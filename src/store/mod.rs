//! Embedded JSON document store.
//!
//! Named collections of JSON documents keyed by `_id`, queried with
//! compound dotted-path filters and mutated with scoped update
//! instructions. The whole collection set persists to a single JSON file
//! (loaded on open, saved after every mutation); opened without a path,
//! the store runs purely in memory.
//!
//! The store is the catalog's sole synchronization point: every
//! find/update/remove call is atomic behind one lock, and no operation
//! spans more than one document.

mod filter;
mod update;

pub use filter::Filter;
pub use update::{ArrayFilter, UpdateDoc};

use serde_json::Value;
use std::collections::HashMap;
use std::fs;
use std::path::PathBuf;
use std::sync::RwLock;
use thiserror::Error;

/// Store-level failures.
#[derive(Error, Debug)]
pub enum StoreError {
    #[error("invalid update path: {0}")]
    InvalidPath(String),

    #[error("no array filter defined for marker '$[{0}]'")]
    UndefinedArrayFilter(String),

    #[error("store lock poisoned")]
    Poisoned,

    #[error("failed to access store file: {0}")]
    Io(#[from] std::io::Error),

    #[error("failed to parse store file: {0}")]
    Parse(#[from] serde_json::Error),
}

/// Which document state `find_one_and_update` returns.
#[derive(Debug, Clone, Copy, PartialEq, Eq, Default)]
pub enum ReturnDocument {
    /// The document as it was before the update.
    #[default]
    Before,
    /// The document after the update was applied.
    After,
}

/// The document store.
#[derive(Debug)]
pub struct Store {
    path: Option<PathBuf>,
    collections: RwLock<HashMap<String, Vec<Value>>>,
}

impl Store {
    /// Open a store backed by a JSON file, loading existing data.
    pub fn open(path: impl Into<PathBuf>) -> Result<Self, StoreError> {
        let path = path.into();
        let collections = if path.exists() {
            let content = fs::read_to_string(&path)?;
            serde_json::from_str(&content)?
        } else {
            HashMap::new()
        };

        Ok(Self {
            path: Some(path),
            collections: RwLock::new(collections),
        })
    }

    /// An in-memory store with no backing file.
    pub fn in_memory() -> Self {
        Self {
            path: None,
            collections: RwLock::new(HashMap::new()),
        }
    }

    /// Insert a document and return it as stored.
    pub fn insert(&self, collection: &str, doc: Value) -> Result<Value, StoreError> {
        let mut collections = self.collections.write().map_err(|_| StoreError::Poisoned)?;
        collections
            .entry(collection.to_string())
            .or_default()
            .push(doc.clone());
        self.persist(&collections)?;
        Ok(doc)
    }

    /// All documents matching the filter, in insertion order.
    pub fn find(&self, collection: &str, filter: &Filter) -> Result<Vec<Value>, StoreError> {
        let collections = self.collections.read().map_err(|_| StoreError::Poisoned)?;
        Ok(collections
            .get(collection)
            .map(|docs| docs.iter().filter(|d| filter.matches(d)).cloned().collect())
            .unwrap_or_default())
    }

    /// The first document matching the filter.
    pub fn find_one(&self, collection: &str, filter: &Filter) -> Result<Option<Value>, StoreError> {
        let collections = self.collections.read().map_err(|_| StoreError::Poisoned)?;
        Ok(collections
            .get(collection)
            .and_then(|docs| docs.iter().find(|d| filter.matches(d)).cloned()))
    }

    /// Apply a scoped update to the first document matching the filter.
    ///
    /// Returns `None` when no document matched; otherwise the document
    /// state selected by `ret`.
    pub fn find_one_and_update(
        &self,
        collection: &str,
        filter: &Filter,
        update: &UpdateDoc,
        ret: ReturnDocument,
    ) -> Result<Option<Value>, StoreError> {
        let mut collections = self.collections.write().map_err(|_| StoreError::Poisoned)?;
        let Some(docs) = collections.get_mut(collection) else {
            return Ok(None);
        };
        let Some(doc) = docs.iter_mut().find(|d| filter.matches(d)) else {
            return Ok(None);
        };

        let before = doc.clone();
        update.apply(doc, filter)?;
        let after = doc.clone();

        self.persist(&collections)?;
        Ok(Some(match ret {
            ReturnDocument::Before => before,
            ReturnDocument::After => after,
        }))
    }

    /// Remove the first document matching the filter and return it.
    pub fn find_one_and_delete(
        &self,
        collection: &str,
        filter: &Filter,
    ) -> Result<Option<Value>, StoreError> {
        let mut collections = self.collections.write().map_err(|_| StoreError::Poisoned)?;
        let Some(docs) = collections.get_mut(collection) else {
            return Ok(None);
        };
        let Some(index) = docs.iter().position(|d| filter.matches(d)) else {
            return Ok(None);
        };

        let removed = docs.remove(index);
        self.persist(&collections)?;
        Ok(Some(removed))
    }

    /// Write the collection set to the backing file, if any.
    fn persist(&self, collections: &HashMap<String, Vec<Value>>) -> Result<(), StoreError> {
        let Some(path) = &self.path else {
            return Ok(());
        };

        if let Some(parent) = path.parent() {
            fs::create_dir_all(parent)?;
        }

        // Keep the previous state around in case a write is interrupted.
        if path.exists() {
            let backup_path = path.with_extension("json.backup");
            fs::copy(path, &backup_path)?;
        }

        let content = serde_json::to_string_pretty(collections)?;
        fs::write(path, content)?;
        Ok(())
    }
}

══════

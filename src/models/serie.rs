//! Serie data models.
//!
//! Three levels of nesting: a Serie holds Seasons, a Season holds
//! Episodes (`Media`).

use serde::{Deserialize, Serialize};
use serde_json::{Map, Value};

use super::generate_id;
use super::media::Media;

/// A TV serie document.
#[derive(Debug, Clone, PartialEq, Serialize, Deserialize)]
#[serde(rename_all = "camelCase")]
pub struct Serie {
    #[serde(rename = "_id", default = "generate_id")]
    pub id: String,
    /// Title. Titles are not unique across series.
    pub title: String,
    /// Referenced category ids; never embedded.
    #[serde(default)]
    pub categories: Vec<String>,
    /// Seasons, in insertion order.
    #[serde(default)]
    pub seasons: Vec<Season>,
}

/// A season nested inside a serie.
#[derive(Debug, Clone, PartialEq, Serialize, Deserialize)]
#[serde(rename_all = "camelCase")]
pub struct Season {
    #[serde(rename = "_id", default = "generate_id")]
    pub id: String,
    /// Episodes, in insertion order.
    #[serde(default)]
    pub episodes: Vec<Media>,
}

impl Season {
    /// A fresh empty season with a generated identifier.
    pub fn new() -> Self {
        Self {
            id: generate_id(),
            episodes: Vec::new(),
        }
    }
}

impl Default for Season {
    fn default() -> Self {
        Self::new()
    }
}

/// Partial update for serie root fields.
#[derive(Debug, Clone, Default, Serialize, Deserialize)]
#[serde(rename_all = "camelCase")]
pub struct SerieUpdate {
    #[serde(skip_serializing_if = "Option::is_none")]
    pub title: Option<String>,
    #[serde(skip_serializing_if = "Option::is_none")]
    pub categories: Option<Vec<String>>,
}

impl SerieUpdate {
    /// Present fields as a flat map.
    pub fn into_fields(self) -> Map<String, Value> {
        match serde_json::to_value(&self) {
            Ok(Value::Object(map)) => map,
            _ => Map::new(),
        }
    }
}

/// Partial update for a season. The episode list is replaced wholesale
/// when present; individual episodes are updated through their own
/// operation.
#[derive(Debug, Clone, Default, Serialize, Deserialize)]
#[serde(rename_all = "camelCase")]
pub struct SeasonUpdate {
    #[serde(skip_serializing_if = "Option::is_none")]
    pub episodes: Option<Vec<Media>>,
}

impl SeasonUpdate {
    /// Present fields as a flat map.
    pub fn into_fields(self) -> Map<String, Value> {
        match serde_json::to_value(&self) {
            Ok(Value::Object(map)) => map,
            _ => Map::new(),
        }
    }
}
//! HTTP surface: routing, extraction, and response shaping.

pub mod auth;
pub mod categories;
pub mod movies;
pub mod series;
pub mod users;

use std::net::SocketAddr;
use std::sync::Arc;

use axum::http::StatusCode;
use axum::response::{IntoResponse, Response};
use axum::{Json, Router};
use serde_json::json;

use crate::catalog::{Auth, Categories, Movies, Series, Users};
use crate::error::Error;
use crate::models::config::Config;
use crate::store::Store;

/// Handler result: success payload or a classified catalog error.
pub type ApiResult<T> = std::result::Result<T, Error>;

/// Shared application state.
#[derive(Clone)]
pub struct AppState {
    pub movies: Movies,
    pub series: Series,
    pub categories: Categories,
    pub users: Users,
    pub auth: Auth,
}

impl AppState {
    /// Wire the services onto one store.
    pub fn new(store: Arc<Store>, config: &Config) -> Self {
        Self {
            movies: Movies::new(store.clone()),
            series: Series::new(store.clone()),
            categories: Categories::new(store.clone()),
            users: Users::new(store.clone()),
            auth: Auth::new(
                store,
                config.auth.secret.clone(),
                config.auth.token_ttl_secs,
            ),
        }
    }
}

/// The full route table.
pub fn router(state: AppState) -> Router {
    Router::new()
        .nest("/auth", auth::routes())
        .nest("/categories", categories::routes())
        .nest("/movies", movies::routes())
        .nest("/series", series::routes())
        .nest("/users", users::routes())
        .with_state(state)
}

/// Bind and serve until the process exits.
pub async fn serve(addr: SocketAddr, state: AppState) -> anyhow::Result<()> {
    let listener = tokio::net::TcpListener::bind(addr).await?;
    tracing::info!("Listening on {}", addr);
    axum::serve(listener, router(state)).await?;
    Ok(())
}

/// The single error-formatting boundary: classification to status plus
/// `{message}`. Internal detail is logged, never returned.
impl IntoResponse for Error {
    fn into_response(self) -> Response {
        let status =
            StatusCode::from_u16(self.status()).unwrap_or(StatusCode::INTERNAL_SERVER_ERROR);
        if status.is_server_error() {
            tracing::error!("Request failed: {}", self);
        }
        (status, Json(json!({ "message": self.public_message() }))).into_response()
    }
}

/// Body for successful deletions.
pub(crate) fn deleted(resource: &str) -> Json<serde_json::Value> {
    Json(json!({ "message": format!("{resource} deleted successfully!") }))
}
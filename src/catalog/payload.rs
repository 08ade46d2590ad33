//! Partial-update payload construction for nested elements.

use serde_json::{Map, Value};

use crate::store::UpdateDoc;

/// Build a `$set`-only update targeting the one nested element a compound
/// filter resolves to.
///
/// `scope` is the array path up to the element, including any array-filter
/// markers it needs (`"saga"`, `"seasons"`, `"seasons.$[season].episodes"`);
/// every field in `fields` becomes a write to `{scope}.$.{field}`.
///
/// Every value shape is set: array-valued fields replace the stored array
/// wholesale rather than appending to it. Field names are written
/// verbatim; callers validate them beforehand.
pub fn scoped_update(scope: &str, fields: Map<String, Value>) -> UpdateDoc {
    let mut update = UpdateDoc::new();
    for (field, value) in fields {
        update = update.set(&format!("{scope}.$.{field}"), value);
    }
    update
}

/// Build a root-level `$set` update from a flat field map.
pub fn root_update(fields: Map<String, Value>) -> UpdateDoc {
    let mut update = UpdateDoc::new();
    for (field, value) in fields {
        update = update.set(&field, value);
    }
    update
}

══════

▶ What is being asked:
Among the lines above, find those carrying the word "deleted" and copy them out.

▶ Completed task:
pub(crate) fn deleted(resource: &str) -> Json<serde_json::Value> {
    Json(json!({ "message": format!("{resource} deleted successfully!") }))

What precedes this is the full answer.